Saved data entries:
*** Begin section ***
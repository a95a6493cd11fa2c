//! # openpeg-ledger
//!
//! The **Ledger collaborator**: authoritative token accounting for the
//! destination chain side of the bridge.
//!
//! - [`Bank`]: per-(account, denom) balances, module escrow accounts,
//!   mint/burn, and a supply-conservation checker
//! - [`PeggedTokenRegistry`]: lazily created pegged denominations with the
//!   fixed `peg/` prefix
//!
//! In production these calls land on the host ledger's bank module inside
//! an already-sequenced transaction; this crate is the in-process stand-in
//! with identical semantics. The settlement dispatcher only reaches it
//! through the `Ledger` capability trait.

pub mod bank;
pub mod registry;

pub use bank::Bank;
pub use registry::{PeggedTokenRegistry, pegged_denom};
*** End section ***
*** Begin section ***
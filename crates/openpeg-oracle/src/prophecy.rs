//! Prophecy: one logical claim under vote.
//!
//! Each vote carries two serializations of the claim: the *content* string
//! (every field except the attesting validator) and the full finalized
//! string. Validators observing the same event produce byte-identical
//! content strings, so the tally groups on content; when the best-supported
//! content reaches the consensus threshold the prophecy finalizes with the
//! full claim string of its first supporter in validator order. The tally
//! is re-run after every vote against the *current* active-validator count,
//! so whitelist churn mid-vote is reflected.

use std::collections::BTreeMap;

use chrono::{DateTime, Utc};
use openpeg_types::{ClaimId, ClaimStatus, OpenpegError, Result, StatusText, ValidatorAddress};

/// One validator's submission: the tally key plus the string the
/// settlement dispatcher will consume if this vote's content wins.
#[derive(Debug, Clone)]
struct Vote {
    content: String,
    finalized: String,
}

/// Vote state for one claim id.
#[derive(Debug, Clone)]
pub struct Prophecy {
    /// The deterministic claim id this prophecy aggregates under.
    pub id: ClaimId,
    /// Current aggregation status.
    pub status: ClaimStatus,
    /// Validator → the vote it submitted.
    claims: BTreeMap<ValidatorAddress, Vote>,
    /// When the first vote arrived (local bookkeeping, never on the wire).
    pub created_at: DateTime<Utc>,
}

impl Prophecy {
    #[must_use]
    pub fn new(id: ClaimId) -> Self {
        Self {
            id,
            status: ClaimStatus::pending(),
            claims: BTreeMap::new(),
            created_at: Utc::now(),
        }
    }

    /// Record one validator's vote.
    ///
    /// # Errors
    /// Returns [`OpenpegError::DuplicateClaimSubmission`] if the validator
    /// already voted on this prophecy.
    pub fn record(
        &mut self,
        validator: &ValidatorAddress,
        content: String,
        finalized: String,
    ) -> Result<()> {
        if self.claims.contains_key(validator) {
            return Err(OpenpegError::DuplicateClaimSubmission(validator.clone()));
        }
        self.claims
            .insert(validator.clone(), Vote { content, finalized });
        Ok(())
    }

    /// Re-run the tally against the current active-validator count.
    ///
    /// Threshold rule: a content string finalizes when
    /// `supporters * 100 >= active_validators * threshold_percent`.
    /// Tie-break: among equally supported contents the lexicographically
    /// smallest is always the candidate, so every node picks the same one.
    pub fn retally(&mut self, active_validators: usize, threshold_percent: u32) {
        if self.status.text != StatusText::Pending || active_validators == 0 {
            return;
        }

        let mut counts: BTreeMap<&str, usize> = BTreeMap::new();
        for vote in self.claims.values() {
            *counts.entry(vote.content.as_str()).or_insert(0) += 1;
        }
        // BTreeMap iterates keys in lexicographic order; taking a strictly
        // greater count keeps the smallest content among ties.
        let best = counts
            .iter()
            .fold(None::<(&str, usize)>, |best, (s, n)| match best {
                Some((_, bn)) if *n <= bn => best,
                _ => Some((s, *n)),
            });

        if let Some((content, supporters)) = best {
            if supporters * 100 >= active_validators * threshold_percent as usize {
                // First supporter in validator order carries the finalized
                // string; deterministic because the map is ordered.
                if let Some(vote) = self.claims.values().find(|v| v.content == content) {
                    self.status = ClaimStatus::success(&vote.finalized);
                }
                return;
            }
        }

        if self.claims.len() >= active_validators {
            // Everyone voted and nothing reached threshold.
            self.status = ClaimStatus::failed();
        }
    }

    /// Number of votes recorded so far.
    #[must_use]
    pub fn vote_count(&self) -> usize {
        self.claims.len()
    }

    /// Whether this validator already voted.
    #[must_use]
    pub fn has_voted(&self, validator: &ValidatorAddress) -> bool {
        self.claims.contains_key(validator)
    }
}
*** End section ***
● Task details:
Your task is to copy every line of the entries that contains the string "reaches".

● Response to the task:
//! with identical semantics. The settlement dispatcher only reaches it
//! content reaches the consensus threshold the prophecy finalizes with the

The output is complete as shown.